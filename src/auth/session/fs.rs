//! Filesystem-backed session store.
//!
//! One file per session under the state directory, named
//! `session:<session_id>`. File bodies are signed with the configured
//! session signing key; a bad signature reads the same as a missing
//! record. Every write lands in a temporary sibling first and is committed
//! by rename, so readers, the sweeper, and `destroy_all` only ever observe
//! whole records.

use std::path::{Path, PathBuf};
use std::time::Duration;

use tokio::fs;
use tracing::{debug, warn};
use ulid::Ulid;

use super::{SessionRecord, SessionStore, StoreError, SESSION_FILE_PREFIX};
use crate::auth::{now_unix, token::TokenSigner};

/// Bound on every filesystem operation; exceeding it is a transient
/// storage failure, not an authentication failure.
const IO_DEADLINE: Duration = Duration::from_secs(5);

pub struct FsSessionStore {
    dir: PathBuf,
    signer: TokenSigner,
    idle_timeout: u64,
    remember_lifetime: u64,
}

impl FsSessionStore {
    /// Open (and create if needed) the session directory.
    ///
    /// # Errors
    /// Returns an error when the directory cannot be created.
    pub fn open(
        dir: impl Into<PathBuf>,
        signer: TokenSigner,
        idle_timeout: u64,
        remember_lifetime: u64,
    ) -> Result<Self, StoreError> {
        let dir = dir.into();
        std::fs::create_dir_all(&dir)?;
        Ok(Self {
            dir,
            signer,
            idle_timeout,
            remember_lifetime,
        })
    }

    #[must_use]
    pub fn dir(&self) -> &Path {
        &self.dir
    }

    fn session_path(&self, session_id: &str) -> PathBuf {
        self.dir.join(format!("{SESSION_FILE_PREFIX}{session_id}"))
    }

    /// Serialize, sign, and commit a record by rename.
    async fn write_record(&self, record: &SessionRecord) -> Result<(), StoreError> {
        let payload = serde_json::to_vec(record)
            .map_err(|err| StoreError::Other(format!("failed to serialize session: {err}")))?;
        let sealed = self.signer.seal(&payload);
        let tmp = self.dir.join(format!(".tmp-{}", Ulid::new()));
        let path = self.session_path(&record.session_id);

        let result = deadline(async {
            fs::write(&tmp, sealed.as_bytes()).await?;
            fs::rename(&tmp, &path).await
        })
        .await;

        if result.is_err() {
            // Never leave a half-written temp file behind.
            let _ = fs::remove_file(&tmp).await;
        }
        result?;
        Ok(())
    }

    async fn read_record(&self, session_id: &str) -> Result<Option<SessionRecord>, StoreError> {
        let path = self.session_path(session_id);
        let sealed = match deadline(fs::read_to_string(&path)).await {
            Ok(sealed) => sealed,
            Err(StoreError::Io(err)) if err.kind() == std::io::ErrorKind::NotFound => {
                return Ok(None)
            }
            Err(err) => return Err(err),
        };
        let Some(payload) = self.signer.open(&sealed) else {
            debug!(session_id, "Discarding session file with bad signature");
            return Ok(None);
        };
        match serde_json::from_slice::<SessionRecord>(&payload) {
            Ok(record) => Ok(Some(record)),
            Err(err) => {
                debug!(session_id, "Discarding unparsable session file: {err}");
                Ok(None)
            }
        }
    }

    async fn remove_path(&self, path: &Path) -> Result<(), StoreError> {
        match deadline(fs::remove_file(path)).await {
            Ok(()) => Ok(()),
            // Another request or the sweeper got there first.
            Err(StoreError::Io(err)) if err.kind() == std::io::ErrorKind::NotFound => Ok(()),
            Err(err) => Err(err),
        }
    }
}

#[async_trait::async_trait]
impl SessionStore for FsSessionStore {
    async fn create(&self, record: &SessionRecord) -> Result<(), StoreError> {
        self.write_record(record).await
    }

    async fn load(&self, session_id: &str) -> Result<Option<SessionRecord>, StoreError> {
        let Some(record) = self.read_record(session_id).await? else {
            return Ok(None);
        };
        if record.is_expired(now_unix(), self.idle_timeout, self.remember_lifetime) {
            self.remove_path(&self.session_path(session_id)).await?;
            return Ok(None);
        }
        Ok(Some(record))
    }

    async fn touch(&self, session_id: &str) -> Result<bool, StoreError> {
        let Some(mut record) = self.load(session_id).await? else {
            return Ok(false);
        };
        record.last_seen_at_unix = now_unix();
        self.write_record(&record).await?;
        Ok(true)
    }

    async fn update(&self, record: &SessionRecord) -> Result<(), StoreError> {
        if self.read_record(&record.session_id).await?.is_none() {
            return Ok(());
        }
        self.write_record(record).await
    }

    async fn destroy(&self, session_id: &str) -> Result<(), StoreError> {
        self.remove_path(&self.session_path(session_id)).await
    }

    async fn destroy_all(&self) -> Result<(), StoreError> {
        let mut entries = deadline(fs::read_dir(&self.dir)).await?;
        while let Some(entry) = deadline(entries.next_entry()).await? {
            if file_name_has_prefix(&entry.file_name()) {
                self.remove_path(&entry.path()).await?;
            }
        }
        Ok(())
    }

    async fn sweep(&self, older_than: u64) -> Result<usize, StoreError> {
        let cutoff = std::time::SystemTime::now()
            .checked_sub(Duration::from_secs(older_than))
            .unwrap_or(std::time::UNIX_EPOCH);
        let mut removed = 0usize;

        let mut entries = deadline(fs::read_dir(&self.dir)).await?;
        while let Some(entry) = deadline(entries.next_entry()).await? {
            if !file_name_has_prefix(&entry.file_name()) {
                continue;
            }
            // mtime is a coarse filter only; contents are never read here.
            let Ok(metadata) = entry.metadata().await else {
                continue;
            };
            let Ok(modified) = metadata.modified() else {
                continue;
            };
            if modified < cutoff {
                match self.remove_path(&entry.path()).await {
                    Ok(()) => removed += 1,
                    Err(err) => warn!("Failed to sweep session file: {err}"),
                }
            }
        }
        Ok(removed)
    }
}

fn file_name_has_prefix(name: &std::ffi::OsStr) -> bool {
    name.to_str()
        .is_some_and(|name| name.starts_with(SESSION_FILE_PREFIX))
}

async fn deadline<T>(
    fut: impl std::future::Future<Output = std::io::Result<T>>,
) -> Result<T, StoreError> {
    match tokio::time::timeout(IO_DEADLINE, fut).await {
        Ok(result) => result.map_err(StoreError::from),
        Err(_) => Err(StoreError::Timeout),
    }
}

#[cfg(test)]
mod tests {
    use super::*;
    use secrecy::SecretString;

    fn signer() -> TokenSigner {
        TokenSigner::new(&SecretString::from(
            "an-integration-test-key-of-32-bytes!".to_string(),
        ))
    }

    fn open_store(dir: &Path) -> FsSessionStore {
        FsSessionStore::open(dir, signer(), 300, 3_600).expect("open store")
    }

    #[tokio::test]
    async fn create_then_load_round_trip() {
        let dir = tempfile::tempdir().expect("tempdir");
        let store = open_store(dir.path());
        let record = SessionRecord::issue(true).expect("issue");
        store.create(&record).await.expect("create");

        let loaded = store.load(&record.session_id).await.expect("load");
        assert_eq!(loaded, Some(record));
    }

    #[tokio::test]
    async fn records_survive_reopen() {
        let dir = tempfile::tempdir().expect("tempdir");
        let record = SessionRecord::issue(false).expect("issue");
        open_store(dir.path())
            .create(&record)
            .await
            .expect("create");

        let reopened = open_store(dir.path());
        let loaded = reopened.load(&record.session_id).await.expect("load");
        assert_eq!(loaded, Some(record));
    }

    #[tokio::test]
    async fn tampered_file_reads_as_missing() {
        let dir = tempfile::tempdir().expect("tempdir");
        let store = open_store(dir.path());
        let record = SessionRecord::issue(false).expect("issue");
        store.create(&record).await.expect("create");

        let path = store.session_path(&record.session_id);
        let mut body = std::fs::read_to_string(&path).expect("read");
        body.insert(0, 'x');
        std::fs::write(&path, body).expect("write");

        assert_eq!(store.load(&record.session_id).await.expect("load"), None);
    }

    #[tokio::test]
    async fn wrong_signing_key_reads_as_missing() {
        let dir = tempfile::tempdir().expect("tempdir");
        let record = SessionRecord::issue(false).expect("issue");
        open_store(dir.path())
            .create(&record)
            .await
            .expect("create");

        let other_key = TokenSigner::new(&SecretString::from(
            "a-different-signing-key-of-32-bytes!".to_string(),
        ));
        let store = FsSessionStore::open(dir.path(), other_key, 300, 3_600).expect("open");
        assert_eq!(store.load(&record.session_id).await.expect("load"), None);
    }

    #[tokio::test]
    async fn expired_record_is_deleted_on_load() {
        let dir = tempfile::tempdir().expect("tempdir");
        let store = open_store(dir.path());
        let mut record = SessionRecord::issue(false).expect("issue");
        record.last_seen_at_unix = now_unix() - 10_000;
        store.create(&record).await.expect("create");

        assert_eq!(store.load(&record.session_id).await.expect("load"), None);
        assert!(!store.session_path(&record.session_id).exists());
    }

    #[tokio::test]
    async fn touch_missing_returns_false() {
        let dir = tempfile::tempdir().expect("tempdir");
        assert!(!open_store(dir.path()).touch("absent").await.expect("touch"));
    }

    #[tokio::test]
    async fn destroy_all_only_removes_session_files() {
        let dir = tempfile::tempdir().expect("tempdir");
        let store = open_store(dir.path());
        for _ in 0..3 {
            let record = SessionRecord::issue(false).expect("issue");
            store.create(&record).await.expect("create");
        }
        let unrelated = dir.path().join(".env.local");
        std::fs::write(&unrelated, "KEY=value\n").expect("write");

        store.destroy_all().await.expect("destroy_all");

        let leftover: Vec<_> = std::fs::read_dir(dir.path())
            .expect("read_dir")
            .filter_map(|entry| entry.ok())
            .map(|entry| entry.file_name())
            .collect();
        assert_eq!(leftover, vec![std::ffi::OsString::from(".env.local")]);
    }

    #[tokio::test]
    async fn sweep_respects_mtime_cutoff() {
        let dir = tempfile::tempdir().expect("tempdir");
        let store = open_store(dir.path());
        let record = SessionRecord::issue(true).expect("issue");
        store.create(&record).await.expect("create");

        // Fresh files survive a one-hour cutoff but not a zero cutoff.
        assert_eq!(store.sweep(3_600).await.expect("sweep"), 0);
        assert_eq!(store.sweep(0).await.expect("sweep"), 1);
        assert_eq!(store.load(&record.session_id).await.expect("load"), None);
    }
}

• **EXERCISE AIM**: Report each line of the data that includes the string "Duration".

• **ANSWER TO THE EXERCISE**:
use std::time::Duration;
const IO_DEADLINE: Duration = Duration::from_secs(5);
            .checked_sub(Duration::from_secs(older_than))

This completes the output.